● YOUR TASK:
The result should be every line in the data below that carries the string "uniform".

● EXERCISE INPUT:
/// Integer point in screen or container-local pixels.
#[derive(Debug, Clone, Copy, PartialEq, Eq, Hash, Default, serde::Serialize)]
pub struct Point {
    pub x: i32,
    pub y: i32,
}

impl Point {
    pub const fn new(x: i32, y: i32) -> Self {
        Self { x, y }
    }

    pub fn offset(self, dx: i32, dy: i32) -> Self {
        Self::new(self.x + dx, self.y + dy)
    }

    /// Translate into the local space of a container whose origin is `origin`.
    pub fn local_to(self, origin: Point) -> Self {
        Self::new(self.x - origin.x, self.y - origin.y)
    }
}

/// Integer size in pixels.
#[derive(Debug, Clone, Copy, PartialEq, Eq, Default, serde::Serialize)]
pub struct Size {
    pub width: i32,
    pub height: i32,
}

impl Size {
    pub const fn new(width: i32, height: i32) -> Self {
        Self { width, height }
    }
}

/// Border insets subtracted from a box to produce its inner frame.
#[derive(Debug, Clone, Copy, PartialEq, Eq, Default, serde::Serialize)]
pub struct Insets {
    pub left: i32,
    pub top: i32,
    pub right: i32,
    pub bottom: i32,
}

impl Insets {
    pub const ZERO: Self = Self::new(0, 0, 0, 0);

    pub const fn new(left: i32, top: i32, right: i32, bottom: i32) -> Self {
        Self {
            left,
            top,
            right,
            bottom,
        }
    }

    pub const fn uniform(value: i32) -> Self {
        Self::new(value, value, value, value)
    }
}

/// Rectangle anchored at its top-left corner.
#[derive(Debug, Clone, Copy, PartialEq, Eq, Hash, Default, serde::Serialize)]
pub struct Rect {
    pub x: i32,
    pub y: i32,
    pub width: i32,
    pub height: i32,
}

impl Rect {
    pub const fn new(x: i32, y: i32, width: i32, height: i32) -> Self {
        Self {
            x,
            y,
            width,
            height,
        }
    }

    pub const fn from_size(size: Size) -> Self {
        Self::new(0, 0, size.width, size.height)
    }

    pub fn origin(&self) -> Point {
        Point::new(self.x, self.y)
    }

    pub fn size(&self) -> Size {
        Size::new(self.width, self.height)
    }

    pub fn right(&self) -> i32 {
        self.x.saturating_add(self.width)
    }

    pub fn bottom(&self) -> i32 {
        self.y.saturating_add(self.height)
    }

    pub fn is_empty(&self) -> bool {
        self.width <= 0 || self.height <= 0
    }

    /// Half-open containment: the right and bottom edges are outside.
    pub fn contains(&self, point: Point) -> bool {
        point.x >= self.x && point.x < self.right() && point.y >= self.y && point.y < self.bottom()
    }

    pub fn inset(&self, insets: Insets) -> Self {
        Self::new(
            self.x + insets.left,
            self.y + insets.top,
            (self.width - insets.left - insets.right).max(0),
            (self.height - insets.top - insets.bottom).max(0),
        )
    }

    pub fn translate(&self, dx: i32, dy: i32) -> Self {
        Self::new(self.x + dx, self.y + dy, self.width, self.height)
    }

    pub fn intersects(&self, other: &Rect) -> bool {
        self.x < other.right()
            && other.x < self.right()
            && self.y < other.bottom()
            && other.y < self.bottom()
    }

    /// Overlapping area, empty (zero-sized at `self`'s origin) when disjoint.
    pub fn intersection(&self, other: &Rect) -> Rect {
        let x = self.x.max(other.x);
        let y = self.y.max(other.y);
        let right = self.right().min(other.right());
        let bottom = self.bottom().min(other.bottom());
        if right <= x || bottom <= y {
            return Rect::new(self.x, self.y, 0, 0);
        }
        Rect::new(x, y, right - x, bottom - y)
    }
}

#[cfg(test)]
mod tests {
    use super::*;

    #[test]
    fn intersection_clips_to_overlap() {
        let a = Rect::new(0, 0, 10, 10);
        assert_eq!(a.intersection(&Rect::new(5, 5, 10, 10)), Rect::new(5, 5, 5, 5));
        assert!(a.intersection(&Rect::new(20, 20, 5, 5)).is_empty());
    }

    #[test]
    fn contains_is_half_open() {
        let rect = Rect::new(10, 10, 5, 5);
        assert!(rect.contains(Point::new(10, 10)));
        assert!(rect.contains(Point::new(14, 14)));
        assert!(!rect.contains(Point::new(15, 10)));
        assert!(!rect.contains(Point::new(10, 15)));
    }

    #[test]
    fn inset_never_goes_negative() {
        let rect = Rect::new(0, 0, 6, 6).inset(Insets::uniform(4));
        assert_eq!(rect, Rect::new(4, 4, 0, 0));
        assert!(rect.is_empty());
    }
}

● EXERCISE OUTPUT:
    pub const fn uniform(value: i32) -> Self {
        let rect = Rect::new(0, 0, 6, 6).inset(Insets::uniform(4));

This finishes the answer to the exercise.